GOAL OF THE EXERCISE: Which lines below contain "EntryNormalizer"? Copy every one of them.

[Stored data entries]
/// Multi relation fails as a whole when any id is missing; one lookup per field.
#[test]
fn test_multi_relation() {
    let schema = compile(json!({
        "handle": "posts",
        "type": "collection",
        "fields": [{"handle": "authors", "type": "relation", "relation": {"collection": "authors", "max": null}}]
    }));
    let catalog = catalog();
    let ctx = ValidationContext::new(SpaceId(1), &catalog, &TestHash);
    let validator = EntryValidator::new(&ctx);

    assert!(validator.validate_schema(&schema, &json!({"authors": [1, 2, 3]})).is_ok());
    let before = catalog.query_count();

    let errors = rejected(validator.validate_schema(&schema, &json!({"authors": [1, 404]})));
    assert_eq!(errors.paths().collect::<Vec<_>>(), ["authors"]);
    assert_eq!(catalog.query_count() - before, 1);
}

/// Existence checks never cross space boundaries.
#[test]
fn test_references_scoped_to_space() {
    let schema = compile(json!({
        "handle": "posts",
        "type": "collection",
        "fields": [
            {"handle": "author", "type": "relation", "relation": {"collection": "authors", "max": 1}},
            {"handle": "cover", "type": "asset"}
        ]
    }));
    let catalog = catalog();

    let space_two = ValidationContext::new(SpaceId(2), &catalog, &TestHash);
    let errors = rejected(EntryValidator::new(&space_two).validate_schema(&schema, &json!({"author": 1, "cover": 7})));
    assert!(errors.contains("author"));
    assert!(errors.contains("cover"));

    assert!(EntryValidator::new(&space_two)
        .validate_schema(&schema, &json!({"author": 99}))
        .is_ok());
}

/// A relation to a collection missing from the space rejects any value.
#[test]
fn test_unresolvable_relation_fails_closed() {
    let schema = compile(json!({
        "handle": "posts",
        "type": "collection",
        "fields": [{"handle": "editor", "type": "relation", "relation": {"collection": "editors"}}]
    }));
    let catalog = catalog();
    let ctx = ValidationContext::new(SpaceId(1), &catalog, &TestHash);
    let validator = EntryValidator::new(&ctx);

    assert!(validator.validate_schema(&schema, &json!({})).is_ok());
    let errors = rejected(validator.validate_schema(&schema, &json!({"editor": []})));
    assert!(errors.contains("editor"));
}

/// Asset kinds filter the existence check.
#[test]
fn test_asset_kinds() {
    let schema = compile(json!({
        "handle": "posts",
        "type": "collection",
        "fields": [{"handle": "gallery", "type": "assets", "allowed_kinds": ["image"]}]
    }));
    let catalog = catalog();
    let ctx = ValidationContext::new(SpaceId(1), &catalog, &TestHash);
    let validator = EntryValidator::new(&ctx);

    assert!(validator.validate_schema(&schema, &json!({"gallery": [7]})).is_ok());
    let errors = rejected(validator.validate_schema(&schema, &json!({"gallery": [7, 8]})));
    assert!(errors.contains("gallery"));

    let errors = rejected(validator.validate_schema(&schema, &json!({"gallery": [7, "x"]})));
    assert!(errors.contains("gallery.1"));
}

/// Provider failures are fatal and never folded into the error map.
#[test]
fn test_collaborator_failure_is_fatal() {
    let schema = compile(json!({
        "handle": "posts",
        "type": "collection",
        "fields": [
            {"handle": "title", "type": "text", "required": true},
            {"handle": "author", "type": "relation", "relation": {"collection": "authors", "max": 1}}
        ]
    }));
    let provider = Unreachable;
    let ctx = ValidationContext::new(SpaceId(1), &provider, &TestHash);

    let err = EntryValidator::new(&ctx)
        .validate_schema(&schema, &json!({"author": 1}))
        .unwrap_err();
    assert!(err.is_fatal());
    assert!(err.validation_errors().is_none());
    assert_eq!(err.code(), "CMS_COLLABORATOR_EXISTENCE");
}
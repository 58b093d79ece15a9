//! Entry normalizer
//!
//! Post-validation transform applied before persistence. Fields are visited
//! in schema order and transformed by variant:
//!
//! - localized: bare values are wrapped as `{default_locale: value}` and
//!   merged over the previous locale map, so untouched locales survive; a
//!   localized field missing from the update keeps its stored map
//! - password: non-empty values are hashed; an absent or empty value keeps
//!   the previously stored hash
//! - slug: an empty slug is derived from its `source_field`; a supplied slug
//!   is never overwritten
//! - repeater / layout: nested fields get the same treatment, without a
//!   previous document (nested items have no stable identity)
//! - everything else passes through
//!
//! The previous document is a snapshot supplied by the caller, who is
//! responsible for serializing read-validate-normalize-write per entry.

use serde_json::{Map, Value};

use super::errors::{NormalizationError, NormalizationResult};
use super::slug::slugify;
use crate::errors::ContentResult;
use crate::observability::{Event, Logger};
use crate::schema::{Block, FieldDescriptor, FieldKind, Schema};
use crate::validation::{ValidatedDocument, ValidationContext};

/// Applies field-type side effects to validated entry data.
pub struct EntryNormalizer<'c, 'a> {
    ctx: &'c ValidationContext<'a>,
}

/// One level of a document being normalized.
struct Level<'d> {
    data: &'d Map<String, Value>,
    previous: Option<&'d Map<String, Value>>,
    path: String,
}

impl<'c, 'a> EntryNormalizer<'c, 'a> {
    pub fn new(ctx: &'c ValidationContext<'a>) -> Self {
        Self { ctx }
    }

    pub fn normalize_schema(
        &self,
        schema: &Schema,
        validated: &ValidatedDocument,
        previous: Option<&Map<String, Value>>,
    ) -> ContentResult<Map<String, Value>> {
        self.normalize(&schema.fields, validated, previous)
    }

    /// Produces the document to persist.
    ///
    /// # Errors
    ///
    /// - `ContentError::Collaborator` if the default locale cannot be resolved
    /// - `ContentError::Normalization` if hashing fails
    pub fn normalize(
        &self,
        fields: &[FieldDescriptor],
        validated: &ValidatedDocument,
        previous: Option<&Map<String, Value>>,
    ) -> ContentResult<Map<String, Value>> {
        // Only consult the locale provider when a localized field exists.
        let locale = if any_localized(fields) {
            self.ctx.default_locale()?
        } else {
            self.ctx.config().fallback_locale.clone()
        };

        let level = Level {
            data: validated.as_map(),
            previous,
            path: String::new(),
        };
        let document = self.normalize_level(fields, &level, &locale)?;

        let count = document.len().to_string();
        Logger::info(
            Event::EntryNormalized.as_str(),
            &[("fields", &count), ("locale", &locale)],
        );
        Ok(document)
    }

    fn normalize_level(
        &self,
        fields: &[FieldDescriptor],
        level: &Level<'_>,
        locale: &str,
    ) -> NormalizationResult<Map<String, Value>> {
        let mut out = Map::new();

        for field in fields {
            let path = child_path(&level.path, &field.handle);
            let incoming = level.data.get(&field.handle);
            let prior = level.previous.and_then(|p| p.get(&field.handle));

            let value = match &field.kind {
                FieldKind::Password => self.password(incoming, prior, &path)?,
                FieldKind::Slug { source_field } => {
                    slug(field, incoming, source_field.as_deref(), level.data, locale)
                }
                FieldKind::Repeater { fields: nested } => {
                    self.repeater(nested, incoming, &path, locale)?
                }
                FieldKind::Layout { blocks } => self.layout(blocks, incoming, &path, locale)?,
                _ => incoming.cloned(),
            };

            let value = if field.localized {
                match value {
                    Some(v) => Some(localize(v, prior, locale)),
                    // Untouched localized fields keep every stored locale.
                    None => prior.filter(|p| p.is_object()).cloned(),
                }
            } else {
                value
            };

            if let Some(v) = value {
                out.insert(field.handle.clone(), v);
            }
        }

        Ok(out)
    }

    /// Hash new secrets; keep the stored hash when nothing new was supplied.
    fn password(&self, incoming: Option<&Value>, prior: Option<&Value>, path: &str) -> NormalizationResult<Option<Value>> {
        if let Some(Value::String(plain)) = incoming {
            if !plain.is_empty() {
                let hashed = self
                    .ctx
                    .hasher()
                    .hash(plain)
                    .map_err(|source| NormalizationError::Hash {
                        path: path.to_string(),
                        source,
                    })?;
                return Ok(Some(Value::String(hashed)));
            }
        }

        match prior {
            Some(stored) if !stored.is_null() => Ok(Some(stored.clone())),
            _ => Ok(incoming.map(|_| Value::Null)),
        }
    }

    fn repeater(
        &self,
        fields: &[FieldDescriptor],
        incoming: Option<&Value>,
        path: &str,
        locale: &str,
    ) -> NormalizationResult<Option<Value>> {
        let items = match incoming {
            Some(Value::Array(items)) => items,
            Some(Value::Null) | None => return Ok(incoming.cloned()),
            Some(_) => {
                return Err(NormalizationError::UnexpectedShape {
                    path: path.to_string(),
                    expected: "array",
                })
            }
        };

        let mut out = Vec::with_capacity(items.len());
        for (i, item) in items.iter().enumerate() {
            let item_path = format!("{}[{}]", path, i);
            let Value::Object(data) = item else {
                return Err(NormalizationError::UnexpectedShape {
                    path: item_path,
                    expected: "object",
                });
            };
            let level = Level {
                data,
                previous: None,
                path: item_path,
            };
            out.push(Value::Object(self.normalize_level(fields, &level, locale)?));
        }

        Ok(Some(Value::Array(out)))
    }

    fn layout(
        &self,
        blocks: &[Block],
        incoming: Option<&Value>,
        path: &str,
        locale: &str,
    ) -> NormalizationResult<Option<Value>> {
        let items = match incoming {
            Some(Value::Array(items)) => items,
            Some(Value::Null) | None => return Ok(incoming.cloned()),
            Some(_) => {
                return Err(NormalizationError::UnexpectedShape {
                    path: path.to_string(),
                    expected: "array",
                })
            }
        };

        let mut out = Vec::with_capacity(items.len());
        for (i, item) in items.iter().enumerate() {
            let item_path = format!("{}[{}]", path, i);
            let block = item
                .get("block_type")
                .and_then(Value::as_str)
                .and_then(|t| blocks.iter().find(|b| b.block_type == t));
            let data = item.get("data").and_then(Value::as_object);

            let (Some(block), Some(data)) = (block, data) else {
                return Err(NormalizationError::UnexpectedShape {
                    path: item_path,
                    expected: "declared block with object data",
                });
            };

            let level = Level {
                data,
                previous: None,
                path: format!("{}.data", item_path),
            };
            let normalized = self.normalize_level(&block.fields, &level, locale)?;

            let mut element = Map::new();
            element.insert("block_type".into(), Value::String(block.block_type.clone()));
            element.insert("data".into(), Value::Object(normalized));
            out.push(Value::Object(element));
        }

        Ok(Some(Value::Array(out)))
    }
}

/// Wraps a bare value under `locale` and merges it over the prior locale map.
fn localize(value: Value, prior: Option<&Value>, locale: &str) -> Value {
    let incoming = match value {
        Value::Null => return Value::Null,
        Value::Object(map) => map,
        bare => {
            let mut map = Map::new();
            map.insert(locale.to_string(), bare);
            map
        }
    };

    let mut merged = match prior {
        Some(Value::Object(old)) => old.clone(),
        _ => Map::new(),
    };
    for (loc, v) in incoming {
        merged.insert(loc, v);
    }
    Value::Object(merged)
}

/// Keeps a supplied slug; otherwise derives one from the source field.
fn slug(
    field: &FieldDescriptor,
    incoming: Option<&Value>,
    source_field: Option<&str>,
    data: &Map<String, Value>,
    locale: &str,
) -> Option<Value> {
    if incoming.is_some_and(|v| !is_blank(v)) {
        return incoming.cloned();
    }

    let derived = source_field
        .and_then(|handle| data.get(handle))
        .and_then(|source| derive_slug(source, field.localized, locale));

    derived.or_else(|| incoming.cloned())
}

fn derive_slug(source: &Value, localized: bool, locale: &str) -> Option<Value> {
    match source {
        Value::String(text) => non_empty_slug(text),
        // A localized slug follows every locale of a localized source.
        Value::Object(locales) if localized => {
            let derived: Map<String, Value> = locales
                .iter()
                .filter_map(|(loc, v)| v.as_str().and_then(non_empty_slug).map(|s| (loc.clone(), s)))
                .collect();
            (!derived.is_empty()).then_some(Value::Object(derived))
        }
        Value::Object(locales) => locales
            .get(locale)
            .and_then(Value::as_str)
            .or_else(|| locales.values().find_map(Value::as_str))
            .and_then(non_empty_slug),
        _ => None,
    }
}

fn non_empty_slug(text: &str) -> Option<Value> {
    let slug = slugify(text);
    (!slug.is_empty()).then_some(Value::String(slug))
}

fn is_blank(value: &Value) -> bool {
    match value {
        Value::Null => true,
        Value::String(s) => s.is_empty(),
        _ => false,
    }
}

fn any_localized(fields: &[FieldDescriptor]) -> bool {
    fields.iter().any(|f| {
        f.localized
            || match &f.kind {
                FieldKind::Repeater { fields } => any_localized(fields),
                FieldKind::Layout { blocks } => blocks.iter().any(|b| any_localized(&b.fields)),
                _ => false,
            }
    })
}

fn child_path(prefix: &str, handle: &str) -> String {
    if prefix.is_empty() {
        handle.to_string()
    } else {
        format!("{}.{}", prefix, handle)
    }
}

ANSWER TO THIS EXERCISE:
pub struct EntryNormalizer<'c, 'a> {
impl<'c, 'a> EntryNormalizer<'c, 'a> {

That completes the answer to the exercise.